Rose s'effondra dans les bras de Feng Yangxi, sa main toujours posée sur son dos. Rose s'accrochait encore à la vie, soutenue uniquement par sa force intérieure. « Elle a été empoisonnée, probablement avant le sacrifice de sang. Maintenant, c'est fini pour elle. »

Yongye fixa Qiangwei, incrédule. Elle avait tué tant de gens, et pourtant jamais elle n'avait ressenti une telle peur de la mort. Elle refusait d'y croire. Qiangwei allait mourir ? Cette petite fille fragile de six ans, au visage d'une blancheur immaculée et aux cheveux d'ébène, telle Blanche-Neige, allait mourir ?

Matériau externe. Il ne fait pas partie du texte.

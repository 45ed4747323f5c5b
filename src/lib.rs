//! College Predictor - rank-based college prediction service
//!
//! Given an exam rank, category, exam type and preferred location, finds the
//! colleges whose published cutoff window contains that rank. Place input is
//! normalized against a table of known spellings before the lookup, with a
//! case-insensitive retry when the exact place finds nothing.

pub mod config;
pub mod core;
pub mod logging;
pub mod models;
pub mod routes;
pub mod services;

// Re-export commonly used types
pub use self::core::{CollegeMatcher, MatchOutcome, MatchError, PlaceNormalizer};
pub use models::{CollegeType, CollegeRecord, PredictionQuery, PredictRequest, ResultSet};
pub use services::{CollegeSource, MemorySource, SqliteSource};
// Service exports
pub mod loader;
pub mod memory;
pub mod source;
pub mod sqlite;

pub use loader::{CsvLoader, LoadError, LoadSummary};
pub use memory::MemorySource;
pub use source::{CollegeSource, SourceError};
pub use sqlite::SqliteSource;
use serde::{Deserialize, Serialize};

/// Program category; selects which cutoff table is queried
#[derive(Debug, Clone, Copy, PartialEq, Eq, Hash, Serialize, Deserialize)]
#[serde(rename_all = "UPPERCASE")]
pub enum CollegeType {
    Mca,
    Mba,
    Mtech,
}

impl CollegeType {
    pub const ALL: [CollegeType; 3] = [CollegeType::Mca, CollegeType::Mba, CollegeType::Mtech];

    /// Resolve a user-supplied college type, case-insensitively.
    ///
    /// Returns `None` for anything outside the fixed set; callers treat that
    /// as "no data" rather than an error.
    pub fn parse(raw: &str) -> Option<Self> {
        match raw.to_lowercase().as_str() {
            "mca" => Some(CollegeType::Mca),
            "mba" => Some(CollegeType::Mba),
            "mtech" => Some(CollegeType::Mtech),
            _ => None,
        }
    }

    /// Statically known table identifier for this college type
    pub fn table_name(self) -> &'static str {
        match self {
            CollegeType::Mca => "mca_colleges",
            CollegeType::Mba => "mba_colleges",
            CollegeType::Mtech => "mtech_colleges",
        }
    }

    pub fn as_str(self) -> &'static str {
        match self {
            CollegeType::Mca => "MCA",
            CollegeType::Mba => "MBA",
            CollegeType::Mtech => "MTECH",
        }
    }
}

impl std::fmt::Display for CollegeType {
    fn fmt(&self, f: &mut std::fmt::Formatter<'_>) -> std::fmt::Result {
        f.write_str(self.as_str())
    }
}

/// One raw row from a cutoff table.
///
/// Every cell is read as text: SQLite does not enforce column types, so a
/// column declared INTEGER may hold `"N/A"` or be NULL. Interpreting the
/// cutoff cells is left to the matcher.
#[derive(Debug, Clone, Default, PartialEq, sqlx::FromRow)]
pub struct CollegeRow {
    pub serial_no: Option<String>,
    pub college_id: Option<String>,
    pub college_name: Option<String>,
    pub college_type: Option<String>,
    pub state: Option<String>,
    pub place: Option<String>,
    pub exam_type: Option<String>,
    pub category: Option<String>,
    pub opening_cutoff_rank: Option<String>,
    pub closing_cutoff_rank: Option<String>,
    pub seats: Option<String>,
    pub year: Option<String>,
    pub website: Option<String>,
    pub background_images: Option<String>,
}

/// A college whose cutoff window was successfully parsed
#[derive(Debug, Clone, PartialEq, Serialize, Deserialize)]
pub struct CollegeRecord {
    pub serial_no: Option<i64>,
    pub college_id: String,
    pub college_name: String,
    pub college_type: String,
    pub state: String,
    pub place: String,
    pub exam_type: String,
    pub category: String,
    pub opening_cutoff_rank: i64,
    pub closing_cutoff_rank: i64,
    pub seats: Option<i64>,
    pub year: Option<i64>,
    pub website: Option<String>,
    pub background_images: Option<String>,
}

/// Normalized location preference
#[derive(Debug, Clone, PartialEq, Eq)]
pub enum PlaceFilter {
    /// No location restriction
    Any,
    /// A canonical (or passed-through) place label
    Named(String),
}

impl PlaceFilter {
    pub const ANY_LABEL: &'static str = "All";

    /// Canonical string form; `"All"` when no place filter applies
    pub fn label(&self) -> &str {
        match self {
            PlaceFilter::Any => Self::ANY_LABEL,
            PlaceFilter::Named(place) => place,
        }
    }
}

/// How the place column is compared in a table lookup
#[derive(Debug, Clone, PartialEq, Eq)]
pub enum PlaceMatch {
    Any,
    /// Case-sensitive equality
    Exact(String),
    /// `LOWER(place)` equality; the value is already lower-cased
    CaseInsensitive(String),
}

/// Equality filters for one table lookup
#[derive(Debug, Clone, PartialEq, Eq)]
pub struct CollegeFilter {
    pub state: String,
    pub exam_type: String,
    pub category: String,
    pub place: PlaceMatch,
    pub order_by_opening: bool,
}

/// Distinct place label with the number of rows carrying it
#[derive(Debug, Clone, PartialEq, Eq, Serialize, Deserialize, sqlx::FromRow)]
pub struct PlaceCount {
    pub place: String,
    pub college_count: i64,
}

/// Parsed prediction request, as handed to the matcher
#[derive(Debug, Clone, PartialEq, Eq)]
pub struct PredictionQuery {
    pub college_type: String,
    pub exam_type: String,
    pub state: String,
    pub category: String,
    pub place: String,
    pub rank: i64,
}

/// Matches grouped by confidence.
///
/// Only `exact_matches` is ever filled; the other two buckets are kept empty
/// so the response shape stays stable for existing clients.
#[derive(Debug, Clone, Default, PartialEq, Serialize, Deserialize)]
pub struct ResultSet {
    pub exact_matches: Vec<CollegeRecord>,
    pub near_matches: Vec<CollegeRecord>,
    pub weak_matches: Vec<CollegeRecord>,
}

impl ResultSet {
    pub fn empty() -> Self {
        Self::default()
    }

    pub fn is_empty(&self) -> bool {
        self.exact_matches.is_empty() && self.near_matches.is_empty() && self.weak_matches.is_empty()
    }
}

L'image innocente et dévouée de Rose envahit soudain l'esprit de Yongye. Elle n'avait que quinze ans. Yongye voulut parler, mais aucun mot ne sortit. Il berça doucement Rose, la faisant se balancer sans cesse. Sa gorge se serra instantanément et l'émotion contenue lui monta aux yeux, sans pouvoir s'exprimer.

Elle regarda ses larmes tomber en grosses gouttes sur le visage de Rose.

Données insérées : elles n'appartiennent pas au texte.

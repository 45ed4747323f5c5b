use serde::{Deserialize, Deserializer, Serialize};
use validator::Validate;

use crate::models::domain::PredictionQuery;

/// Request to predict colleges for a rank
///
/// Every field is optional on the wire; absent fields take the defaults the
/// prediction form has always used.
#[derive(Debug, Clone, Serialize, Deserialize, Validate)]
pub struct PredictRequest {
    #[serde(default = "default_exam_type")]
    pub exam_type: String,
    #[serde(default = "default_state")]
    pub state: String,
    #[serde(default = "default_place")]
    pub place: String,
    #[serde(default = "default_category")]
    pub category: String,
    #[serde(default = "default_college_type")]
    pub college_type: String,
    #[validate(range(min = 1, message = "Please enter a valid rank"))]
    #[serde(default, deserialize_with = "deserialize_rank")]
    pub rank: i64,
}

impl PredictRequest {
    pub fn into_query(self) -> PredictionQuery {
        PredictionQuery {
            college_type: self.college_type,
            exam_type: self.exam_type,
            state: self.state,
            category: self.category,
            place: self.place,
            rank: self.rank,
        }
    }
}

fn default_exam_type() -> String {
    "PGCET".to_string()
}

fn default_state() -> String {
    "Karnataka".to_string()
}

fn default_place() -> String {
    "All".to_string()
}

fn default_category() -> String {
    "GM".to_string()
}

fn default_college_type() -> String {
    "MCA".to_string()
}

#[derive(Deserialize)]
#[serde(untagged)]
enum RankInput {
    Int(i64),
    Float(f64),
    Text(String),
}

/// Accepts `300`, `300.0` or `"300"`; form posts often send the rank as text.
fn deserialize_rank<'de, D>(deserializer: D) -> Result<i64, D::Error>
where
    D: Deserializer<'de>,
{
    match RankInput::deserialize(deserializer)? {
        RankInput::Int(rank) => Ok(rank),
        RankInput::Float(rank) if rank.is_finite() => Ok(rank.trunc() as i64),
        RankInput::Float(rank) => Err(serde::de::Error::custom(format!("invalid rank: {}", rank))),
        RankInput::Text(text) => text
            .trim()
            .parse::<i64>()
            .map_err(|_| serde::de::Error::custom(format!("invalid rank: {:?}", text))),
    }
}

/// Query string for the places listing
#[derive(Debug, Clone, Serialize, Deserialize)]
pub struct PlacesQuery {
    #[serde(default = "default_college_type")]
    pub college_type: String,
}

#[cfg(test)]
mod tests {
    use super::*;

    #[test]
    fn test_defaults_applied() {
        let req: PredictRequest = serde_json::from_str(r#"{"rank": 300}"#).unwrap();
        assert_eq!(req.exam_type, "PGCET");
        assert_eq!(req.state, "Karnataka");
        assert_eq!(req.place, "All");
        assert_eq!(req.category, "GM");
        assert_eq!(req.college_type, "MCA");
        assert_eq!(req.rank, 300);
        assert!(req.validate().is_ok());
    }

    #[test]
    fn test_rank_accepts_numeric_string() {
        let req: PredictRequest = serde_json::from_str(r#"{"rank": " 1200 "}"#).unwrap();
        assert_eq!(req.rank, 1200);
    }

    #[test]
    fn test_rank_rejects_garbage() {
        let result: Result<PredictRequest, _> = serde_json::from_str(r#"{"rank": "first"}"#);
        assert!(result.is_err());
    }

    #[test]
    fn test_missing_rank_fails_validation() {
        let req: PredictRequest = serde_json::from_str(r#"{"place": "bangalore"}"#).unwrap();
        assert_eq!(req.rank, 0);
        assert!(req.validate().is_err());
    }

    #[test]
    fn test_negative_rank_fails_validation() {
        let req: PredictRequest = serde_json::from_str(r#"{"rank": -5}"#).unwrap();
        assert!(req.validate().is_err());
    }
}
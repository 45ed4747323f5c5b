// Model exports
pub mod domain;
pub mod requests;
pub mod responses;

pub use domain::{CollegeType, CollegeRow, CollegeRecord, PlaceFilter, PlaceMatch, CollegeFilter, PlaceCount, PredictionQuery, ResultSet};
pub use requests::{PredictRequest, PlacesQuery};
pub use responses::{HealthResponse, ErrorResponse, PlacesResponse};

Pour la première fois, elle comprit ce que signifiait pleurer de façon incontrôlable.

Ce n'était ni la douce bruine du printemps, ni la pluie âcre de l'automne, mais un déluge d'été, s'abattant en grosses gouttes sans prévenir. Ce n'était pas qu'elle ait envie de pleurer ; elle n'en ressentait plus le besoin.

Rose restait immobile, et Yongye espérait désespérément qu'elle bougerait ; même un petit mouvement lui ferait savoir qu'elle était encore en vie.

« Rose… » Yongye prononça son nom une fois, puis il ne put plus rien dire.

Feng Yangxi la regarda avec pitié. À ses yeux, Yongye rayonnait toujours. Sage, intelligente et rusée, même affaiblie, elle serrait les dents et persévérait. Il ne l'avait jamais vue pleurer avec autant de tristesse.

Une douleur lancinante et aiguë, semblable à une aiguille, monta lentement au cœur de Feng Yangxi, faisant trembler sa main malgré lui. Il serra les dents et réprima la douleur. Son énergie intérieure continuait d'affluer dans le corps de Qiangwei. Il ne voulait pas décevoir Yongye, il ne voulait pas que Qiangwei perde sa force vitale.